PROBLEM DETAILS. Go through the data and count each line that has the string "types". Give that count alone.

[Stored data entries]
◇ ◇ ◇ ◇

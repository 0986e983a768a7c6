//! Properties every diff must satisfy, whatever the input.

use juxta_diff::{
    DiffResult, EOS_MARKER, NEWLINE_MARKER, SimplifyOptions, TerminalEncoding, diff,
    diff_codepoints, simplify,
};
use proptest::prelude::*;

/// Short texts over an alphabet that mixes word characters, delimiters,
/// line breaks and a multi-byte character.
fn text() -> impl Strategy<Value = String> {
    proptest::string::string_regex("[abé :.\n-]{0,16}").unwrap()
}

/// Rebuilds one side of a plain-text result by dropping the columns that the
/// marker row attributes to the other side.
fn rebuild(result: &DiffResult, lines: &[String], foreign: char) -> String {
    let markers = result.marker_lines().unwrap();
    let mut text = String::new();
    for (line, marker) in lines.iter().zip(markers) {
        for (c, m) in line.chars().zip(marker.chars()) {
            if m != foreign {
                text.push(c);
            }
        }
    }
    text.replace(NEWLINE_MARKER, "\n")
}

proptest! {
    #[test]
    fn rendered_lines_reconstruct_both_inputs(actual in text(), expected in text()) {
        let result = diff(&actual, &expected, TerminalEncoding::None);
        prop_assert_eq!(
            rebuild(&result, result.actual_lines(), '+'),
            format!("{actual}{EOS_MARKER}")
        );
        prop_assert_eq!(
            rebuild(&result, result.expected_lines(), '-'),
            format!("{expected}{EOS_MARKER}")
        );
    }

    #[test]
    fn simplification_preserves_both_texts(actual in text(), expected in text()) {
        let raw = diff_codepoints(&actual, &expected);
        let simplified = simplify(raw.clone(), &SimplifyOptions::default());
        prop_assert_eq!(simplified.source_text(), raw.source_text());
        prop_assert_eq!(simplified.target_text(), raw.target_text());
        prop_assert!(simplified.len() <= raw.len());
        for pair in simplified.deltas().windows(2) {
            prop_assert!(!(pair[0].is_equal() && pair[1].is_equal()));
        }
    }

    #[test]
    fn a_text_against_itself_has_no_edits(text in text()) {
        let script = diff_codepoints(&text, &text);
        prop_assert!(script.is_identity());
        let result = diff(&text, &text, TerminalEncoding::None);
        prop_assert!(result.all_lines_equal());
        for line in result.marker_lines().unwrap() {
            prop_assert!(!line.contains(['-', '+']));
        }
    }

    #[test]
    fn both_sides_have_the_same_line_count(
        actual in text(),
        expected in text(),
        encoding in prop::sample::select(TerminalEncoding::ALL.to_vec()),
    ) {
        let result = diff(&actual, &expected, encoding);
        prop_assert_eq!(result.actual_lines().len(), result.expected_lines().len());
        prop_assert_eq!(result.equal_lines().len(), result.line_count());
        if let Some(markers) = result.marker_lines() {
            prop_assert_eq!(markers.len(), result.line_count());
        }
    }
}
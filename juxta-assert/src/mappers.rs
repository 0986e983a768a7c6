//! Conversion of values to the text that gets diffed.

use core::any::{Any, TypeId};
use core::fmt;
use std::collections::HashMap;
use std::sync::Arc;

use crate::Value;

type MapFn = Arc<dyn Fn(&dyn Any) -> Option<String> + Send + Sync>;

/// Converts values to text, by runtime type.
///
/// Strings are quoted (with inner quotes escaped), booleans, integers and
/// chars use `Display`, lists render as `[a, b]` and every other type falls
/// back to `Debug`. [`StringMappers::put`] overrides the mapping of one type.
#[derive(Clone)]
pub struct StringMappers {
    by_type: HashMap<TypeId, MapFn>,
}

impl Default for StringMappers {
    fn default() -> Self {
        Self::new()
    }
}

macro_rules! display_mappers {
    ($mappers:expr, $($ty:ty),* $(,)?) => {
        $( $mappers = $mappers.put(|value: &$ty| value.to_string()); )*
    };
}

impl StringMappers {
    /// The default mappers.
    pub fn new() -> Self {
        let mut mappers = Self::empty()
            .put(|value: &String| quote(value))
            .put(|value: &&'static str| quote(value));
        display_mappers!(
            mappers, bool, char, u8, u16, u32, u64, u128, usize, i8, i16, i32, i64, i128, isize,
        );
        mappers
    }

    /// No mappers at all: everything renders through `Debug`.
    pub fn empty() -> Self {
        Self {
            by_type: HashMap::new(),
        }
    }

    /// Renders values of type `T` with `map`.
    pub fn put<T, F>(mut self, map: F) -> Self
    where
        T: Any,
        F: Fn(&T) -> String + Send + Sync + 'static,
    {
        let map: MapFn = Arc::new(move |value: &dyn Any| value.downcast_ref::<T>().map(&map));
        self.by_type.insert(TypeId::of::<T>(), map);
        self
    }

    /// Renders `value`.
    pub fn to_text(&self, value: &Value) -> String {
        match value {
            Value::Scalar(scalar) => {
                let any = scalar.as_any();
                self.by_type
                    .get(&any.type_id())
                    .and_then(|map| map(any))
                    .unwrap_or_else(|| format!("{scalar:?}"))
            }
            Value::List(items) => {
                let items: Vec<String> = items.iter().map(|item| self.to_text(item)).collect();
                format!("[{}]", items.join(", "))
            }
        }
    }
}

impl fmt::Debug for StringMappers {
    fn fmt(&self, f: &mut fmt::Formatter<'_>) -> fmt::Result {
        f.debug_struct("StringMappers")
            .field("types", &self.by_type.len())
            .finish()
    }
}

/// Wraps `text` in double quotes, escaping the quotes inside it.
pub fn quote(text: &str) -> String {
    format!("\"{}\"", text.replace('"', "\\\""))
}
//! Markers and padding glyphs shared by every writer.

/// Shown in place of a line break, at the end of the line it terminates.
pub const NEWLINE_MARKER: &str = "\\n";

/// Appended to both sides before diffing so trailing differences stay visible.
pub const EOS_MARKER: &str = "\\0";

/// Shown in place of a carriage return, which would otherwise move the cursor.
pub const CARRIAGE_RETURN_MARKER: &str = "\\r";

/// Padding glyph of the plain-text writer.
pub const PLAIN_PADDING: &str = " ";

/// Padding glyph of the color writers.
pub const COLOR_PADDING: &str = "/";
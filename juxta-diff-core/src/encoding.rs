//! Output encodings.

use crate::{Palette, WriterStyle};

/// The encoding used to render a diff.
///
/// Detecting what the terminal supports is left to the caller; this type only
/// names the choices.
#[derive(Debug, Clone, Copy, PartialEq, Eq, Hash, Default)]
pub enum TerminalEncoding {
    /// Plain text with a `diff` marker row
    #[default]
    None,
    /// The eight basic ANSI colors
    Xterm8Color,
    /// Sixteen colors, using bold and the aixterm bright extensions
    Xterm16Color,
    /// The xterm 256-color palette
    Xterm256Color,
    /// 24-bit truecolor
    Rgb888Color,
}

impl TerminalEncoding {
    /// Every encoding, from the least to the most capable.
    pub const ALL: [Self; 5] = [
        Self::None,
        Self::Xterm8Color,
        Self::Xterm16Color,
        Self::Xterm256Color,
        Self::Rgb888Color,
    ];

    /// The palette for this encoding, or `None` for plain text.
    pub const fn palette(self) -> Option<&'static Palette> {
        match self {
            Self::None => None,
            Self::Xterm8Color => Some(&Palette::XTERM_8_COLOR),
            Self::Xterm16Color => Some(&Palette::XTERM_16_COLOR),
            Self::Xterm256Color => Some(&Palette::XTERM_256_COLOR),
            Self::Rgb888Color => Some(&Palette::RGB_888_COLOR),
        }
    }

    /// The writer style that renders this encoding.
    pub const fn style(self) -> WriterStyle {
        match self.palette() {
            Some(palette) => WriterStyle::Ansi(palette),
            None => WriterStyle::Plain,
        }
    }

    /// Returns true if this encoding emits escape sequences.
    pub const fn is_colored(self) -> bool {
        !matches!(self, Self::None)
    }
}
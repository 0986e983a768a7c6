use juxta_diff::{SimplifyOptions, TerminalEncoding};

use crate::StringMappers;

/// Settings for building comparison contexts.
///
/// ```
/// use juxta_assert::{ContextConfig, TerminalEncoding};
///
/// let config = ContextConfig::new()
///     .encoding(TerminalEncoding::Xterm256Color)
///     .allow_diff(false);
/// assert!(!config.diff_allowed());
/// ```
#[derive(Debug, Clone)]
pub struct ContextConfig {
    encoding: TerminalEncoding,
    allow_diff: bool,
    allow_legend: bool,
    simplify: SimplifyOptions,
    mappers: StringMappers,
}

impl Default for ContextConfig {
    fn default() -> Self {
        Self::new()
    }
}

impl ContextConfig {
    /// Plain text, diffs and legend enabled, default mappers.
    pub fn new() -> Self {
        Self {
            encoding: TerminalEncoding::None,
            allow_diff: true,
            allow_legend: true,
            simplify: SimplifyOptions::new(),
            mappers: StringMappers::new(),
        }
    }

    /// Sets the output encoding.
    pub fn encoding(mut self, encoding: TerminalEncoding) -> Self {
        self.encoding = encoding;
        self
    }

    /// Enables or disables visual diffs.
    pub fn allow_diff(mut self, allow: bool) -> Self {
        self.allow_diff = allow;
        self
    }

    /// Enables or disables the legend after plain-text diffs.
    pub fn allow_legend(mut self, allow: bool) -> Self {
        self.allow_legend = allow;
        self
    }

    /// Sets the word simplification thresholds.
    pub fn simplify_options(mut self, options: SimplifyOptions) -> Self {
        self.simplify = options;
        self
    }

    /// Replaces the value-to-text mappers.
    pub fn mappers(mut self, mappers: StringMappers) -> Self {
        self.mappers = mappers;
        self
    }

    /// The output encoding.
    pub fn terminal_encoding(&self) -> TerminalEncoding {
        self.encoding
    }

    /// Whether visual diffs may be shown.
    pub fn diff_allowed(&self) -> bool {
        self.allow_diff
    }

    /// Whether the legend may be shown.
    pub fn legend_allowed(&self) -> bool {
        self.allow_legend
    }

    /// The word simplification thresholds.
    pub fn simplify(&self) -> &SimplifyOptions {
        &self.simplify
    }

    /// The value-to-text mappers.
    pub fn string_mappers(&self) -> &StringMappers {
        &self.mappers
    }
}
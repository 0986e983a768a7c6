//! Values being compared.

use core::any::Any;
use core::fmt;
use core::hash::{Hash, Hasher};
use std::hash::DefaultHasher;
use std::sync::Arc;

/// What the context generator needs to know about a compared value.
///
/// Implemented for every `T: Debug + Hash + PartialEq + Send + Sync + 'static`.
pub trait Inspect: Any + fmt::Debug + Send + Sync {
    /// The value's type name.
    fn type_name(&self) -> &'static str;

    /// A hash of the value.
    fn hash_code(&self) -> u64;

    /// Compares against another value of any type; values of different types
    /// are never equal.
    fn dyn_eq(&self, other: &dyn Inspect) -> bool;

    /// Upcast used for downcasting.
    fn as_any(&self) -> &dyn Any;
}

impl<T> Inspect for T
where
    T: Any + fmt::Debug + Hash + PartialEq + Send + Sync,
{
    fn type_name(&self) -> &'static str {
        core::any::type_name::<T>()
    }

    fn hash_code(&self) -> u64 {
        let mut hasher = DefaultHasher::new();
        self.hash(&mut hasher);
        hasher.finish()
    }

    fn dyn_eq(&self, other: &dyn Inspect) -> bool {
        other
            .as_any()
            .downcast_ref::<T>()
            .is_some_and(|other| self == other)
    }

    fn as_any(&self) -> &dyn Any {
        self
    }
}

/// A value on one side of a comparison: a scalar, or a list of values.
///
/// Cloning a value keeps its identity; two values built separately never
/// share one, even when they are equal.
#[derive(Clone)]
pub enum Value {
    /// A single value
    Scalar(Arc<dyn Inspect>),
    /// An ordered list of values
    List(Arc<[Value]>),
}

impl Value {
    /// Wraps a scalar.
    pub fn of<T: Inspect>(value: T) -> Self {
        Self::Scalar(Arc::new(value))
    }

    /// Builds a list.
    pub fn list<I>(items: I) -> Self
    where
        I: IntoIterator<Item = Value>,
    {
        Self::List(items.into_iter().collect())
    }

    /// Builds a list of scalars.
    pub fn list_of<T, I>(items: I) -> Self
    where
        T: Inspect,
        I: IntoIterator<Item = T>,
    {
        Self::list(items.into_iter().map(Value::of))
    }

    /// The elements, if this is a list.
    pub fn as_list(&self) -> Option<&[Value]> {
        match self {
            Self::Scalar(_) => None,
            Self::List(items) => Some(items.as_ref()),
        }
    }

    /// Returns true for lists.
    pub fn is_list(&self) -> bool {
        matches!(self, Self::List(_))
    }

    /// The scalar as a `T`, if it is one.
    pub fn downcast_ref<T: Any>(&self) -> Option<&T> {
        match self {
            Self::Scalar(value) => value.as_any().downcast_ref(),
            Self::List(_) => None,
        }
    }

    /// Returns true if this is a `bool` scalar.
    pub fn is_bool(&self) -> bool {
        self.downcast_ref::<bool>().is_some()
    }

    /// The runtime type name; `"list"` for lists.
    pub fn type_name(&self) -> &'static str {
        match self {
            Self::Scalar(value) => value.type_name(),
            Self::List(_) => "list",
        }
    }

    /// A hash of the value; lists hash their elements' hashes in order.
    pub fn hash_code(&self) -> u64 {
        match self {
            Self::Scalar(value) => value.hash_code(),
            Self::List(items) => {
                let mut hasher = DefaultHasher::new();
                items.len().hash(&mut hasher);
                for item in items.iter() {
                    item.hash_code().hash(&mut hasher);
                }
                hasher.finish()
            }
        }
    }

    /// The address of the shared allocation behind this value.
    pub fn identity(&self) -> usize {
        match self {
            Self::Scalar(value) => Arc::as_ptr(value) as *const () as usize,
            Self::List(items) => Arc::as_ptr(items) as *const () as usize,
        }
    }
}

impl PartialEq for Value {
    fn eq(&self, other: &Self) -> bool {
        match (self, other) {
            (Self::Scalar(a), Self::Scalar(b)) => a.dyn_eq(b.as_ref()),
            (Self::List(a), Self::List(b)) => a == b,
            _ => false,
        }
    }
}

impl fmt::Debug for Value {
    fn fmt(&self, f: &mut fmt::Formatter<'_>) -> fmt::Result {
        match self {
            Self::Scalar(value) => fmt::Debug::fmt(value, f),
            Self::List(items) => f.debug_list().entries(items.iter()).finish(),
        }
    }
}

◇ ◇ ◇ ◇

RESPONSE. 2